Pupils told: regular sex is good for you

Teenagers should be told “an orgasm a day keeps the doctor away”, according to a new booklet produced by the NHS.

A new leaflet, entitled Pleasure, says health promotion experts focus too much on encouraging ‘safe sex’ and not enough on enjoyment.

It has been circulated to teachers, parents and youth workers.

Under the heading “an orgasm a day keeps the doctor away”, the leaflet says: “Health promotion experts advocate five portions of fruit and veg a day and 30 minutes physical activity three times a week. What about sex or masturbation twice a week?”

One of the authors of the leaflet, Steve Slack, Director of the Centre for HIV & Sexual Health at NHS Sheffield, claimed that as long as teenagers are fully informed about sex and are making their decisions free of peer pressure and as part of a caring relationship, they have as much right as an adult to a good sex life.

The booklet has been endorsed by Brook and FPA (formerly the Family Planning Association), two sexual health charities who advise the Government on its sex education policies.

But family campaigner Dr Trevor Stammers said the leaflet would encourage ‘risky’ behaviour and an increase in sexually transmitted diseases.

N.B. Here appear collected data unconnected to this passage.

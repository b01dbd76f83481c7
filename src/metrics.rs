//! Simulation metrics
//!
//! Lock-free counters updated by the frame loop plus a rolling window of
//! frame times for percentiles. Readable from any thread; exported as JSON.

use std::collections::VecDeque;
use std::sync::atomic::{AtomicU64, Ordering};
use std::time::{Duration, Instant};

use parking_lot::RwLock;
use serde::Serialize;

use crate::game::entity::EntityTag;
use crate::game::game_loop::GameEvent;
use crate::game::state::GameState;

/// Frame times kept for percentile calculation
const FRAME_HISTORY: usize = 1000;

#[derive(Debug)]
pub struct Metrics {
    // Entity counts
    pub entity_count: AtomicU64,
    pub food_count: AtomicU64,
    pub alive_players: AtomicU64,
    pub respawn_pending: AtomicU64,
    pub grenade_count: AtomicU64,
    pub powerup_count: AtomicU64,

    // Event counters
    pub players_eaten: AtomicU64,
    pub respawns: AtomicU64,
    pub grenades_fired: AtomicU64,
    pub powerups_collected: AtomicU64,

    // Frame timing (microseconds)
    pub frame_count: AtomicU64,
    pub frame_time_us: AtomicU64,
    pub frame_time_p95_us: AtomicU64,
    pub frame_time_p99_us: AtomicU64,
    pub frame_time_max_us: AtomicU64,

    start_time: Instant,

    // VecDeque for O(1) pop_front
    frame_history: RwLock<VecDeque<u64>>,
}

/// Point-in-time copy of every metric
#[derive(Debug, Clone, PartialEq, Eq, Serialize)]
pub struct MetricsSnapshot {
    pub entities: EntityMetrics,
    pub events: EventMetrics,
    pub performance: PerformanceMetrics,
    pub uptime_seconds: u64,
}

#[derive(Debug, Clone, PartialEq, Eq, Serialize)]
pub struct EntityMetrics {
    pub total: u64,
    pub food: u64,
    pub alive_players: u64,
    pub respawn_pending: u64,
    pub grenades: u64,
    pub powerups: u64,
}

#[derive(Debug, Clone, PartialEq, Eq, Serialize)]
pub struct EventMetrics {
    pub players_eaten: u64,
    pub respawns: u64,
    pub grenades_fired: u64,
    pub powerups_collected: u64,
}

#[derive(Debug, Clone, PartialEq, Eq, Serialize)]
pub struct PerformanceMetrics {
    pub frame_count: u64,
    pub frame_time_us: u64,
    pub frame_time_p95_us: u64,
    pub frame_time_p99_us: u64,
    pub frame_time_max_us: u64,
}

impl Metrics {
    pub fn new() -> Self {
        Self {
            entity_count: AtomicU64::new(0),
            food_count: AtomicU64::new(0),
            alive_players: AtomicU64::new(0),
            respawn_pending: AtomicU64::new(0),
            grenade_count: AtomicU64::new(0),
            powerup_count: AtomicU64::new(0),
            players_eaten: AtomicU64::new(0),
            respawns: AtomicU64::new(0),
            grenades_fired: AtomicU64::new(0),
            powerups_collected: AtomicU64::new(0),
            frame_count: AtomicU64::new(0),
            frame_time_us: AtomicU64::new(0),
            frame_time_p95_us: AtomicU64::new(0),
            frame_time_p99_us: AtomicU64::new(0),
            frame_time_max_us: AtomicU64::new(0),
            start_time: Instant::now(),
            frame_history: RwLock::new(VecDeque::with_capacity(FRAME_HISTORY)),
        }
    }

    /// Record a frame time and update percentiles
    pub fn record_frame_time(&self, duration: Duration) {
        let us = duration.as_micros() as u64;
        self.frame_time_us.store(us, Ordering::Relaxed);
        self.frame_count.fetch_add(1, Ordering::Relaxed);

        let mut history = self.frame_history.write();
        history.push_back(us);
        while history.len() > FRAME_HISTORY {
            history.pop_front();
        }

        if history.len() >= 10 {
            let mut sorted: Vec<u64> = history.iter().copied().collect();
            sorted.sort_unstable();

            let p95_idx = (sorted.len() as f32 * 0.95) as usize;
            let p99_idx = (sorted.len() as f32 * 0.99) as usize;

            self.frame_time_p95_us.store(sorted[p95_idx.min(sorted.len() - 1)], Ordering::Relaxed);
            self.frame_time_p99_us.store(sorted[p99_idx.min(sorted.len() - 1)], Ordering::Relaxed);
            self.frame_time_max_us.store(sorted.last().copied().unwrap_or(0), Ordering::Relaxed);
        }
    }

    /// Refresh the entity gauges from the current state
    pub fn record_state(&self, state: &GameState) {
        let registry = &state.registry;
        let gauge = |counter: &AtomicU64, value: usize| counter.store(value as u64, Ordering::Relaxed);
        gauge(&self.entity_count, registry.len());
        gauge(&self.food_count, registry.count(EntityTag::Food));
        gauge(&self.alive_players, registry.count(EntityTag::Player));
        gauge(&self.respawn_pending, state.respawn_queue.len());
        gauge(&self.grenade_count, registry.count(EntityTag::GravityGrenade));
        gauge(&self.powerup_count, registry.count(EntityTag::Powerup));
    }

    /// Bump event counters for one frame's events
    pub fn record_events(&self, events: &[GameEvent]) {
        for event in events {
            let counter = match event {
                GameEvent::PlayerEaten { .. } => &self.players_eaten,
                GameEvent::PlayerRespawned { .. } => &self.respawns,
                GameEvent::GrenadeFired { .. } => &self.grenades_fired,
                GameEvent::PowerupCollected { .. } => &self.powerups_collected,
                GameEvent::GrenadeExpired { .. } | GameEvent::Spawned { .. } => continue,
            };
            counter.fetch_add(1, Ordering::Relaxed);
        }
    }

    pub fn uptime_seconds(&self) -> u64 {
        self.start_time.elapsed().as_secs()
    }

    pub fn snapshot(&self) -> MetricsSnapshot {
        let load = |counter: &AtomicU64| counter.load(Ordering::Relaxed);
        MetricsSnapshot {
            entities: EntityMetrics {
                total: load(&self.entity_count),
                food: load(&self.food_count),
                alive_players: load(&self.alive_players),
                respawn_pending: load(&self.respawn_pending),
                grenades: load(&self.grenade_count),
                powerups: load(&self.powerup_count),
            },
            events: EventMetrics {
                players_eaten: load(&self.players_eaten),
                respawns: load(&self.respawns),
                grenades_fired: load(&self.grenades_fired),
                powerups_collected: load(&self.powerups_collected),
            },
            performance: PerformanceMetrics {
                frame_count: load(&self.frame_count),
                frame_time_us: load(&self.frame_time_us),
                frame_time_p95_us: load(&self.frame_time_p95_us),
                frame_time_p99_us: load(&self.frame_time_p99_us),
                frame_time_max_us: load(&self.frame_time_max_us),
            },
            uptime_seconds: self.uptime_seconds(),
        }
    }

    /// Pretty-printed JSON of the current snapshot
    pub fn to_json(&self) -> String {
        serde_json::to_string_pretty(&self.snapshot()).unwrap_or_else(|e| {
            tracing::warn!("Failed to serialize metrics: {}", e);
            String::from("{}")
        })
    }
}

impl Default for Metrics {
    fn default() -> Self {
        Self::new()
    }
}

“It is unbelievable that this is being sent to schools”, he said.

“I’d like to know what scientific evidence there is to back this up. There are an awful lot of overpaid and under-occupied health promotion officers around who are obsessed with sex.”

He added: “If the NHS wants to promote a healthy heart, as it says it does in this leaflet, it should put the money into reducing smoking and alcohol”.

“Underage sex is as dangerous as underage drink and usually leads to sexual ill-health”, he continued.

Last week it emerged that a £6 million project aimed at reducing teenage pregnancy had actually increased conceptions among the girls involved.

The failed project, which involved giving teenagers information about sex and providing free condoms, led to calls for the Government to scrap its policy of tackling the problem of underage sexual activity with increasing levels of sex education.

Columnist Yasmin Alibhai-Brown wrote: “By any reckoning, it is a monumental failure. Yet I predict that all those on the Left will yet again insist that only more sex education will help free these young women.

“They will insist that only this can free them from the fate that otherwise awaits them, repeating the cycle of teen parenthood through future generations.

“But how can this be right? It makes no sense to me at all, repeating a prescription that is manifestly failing.”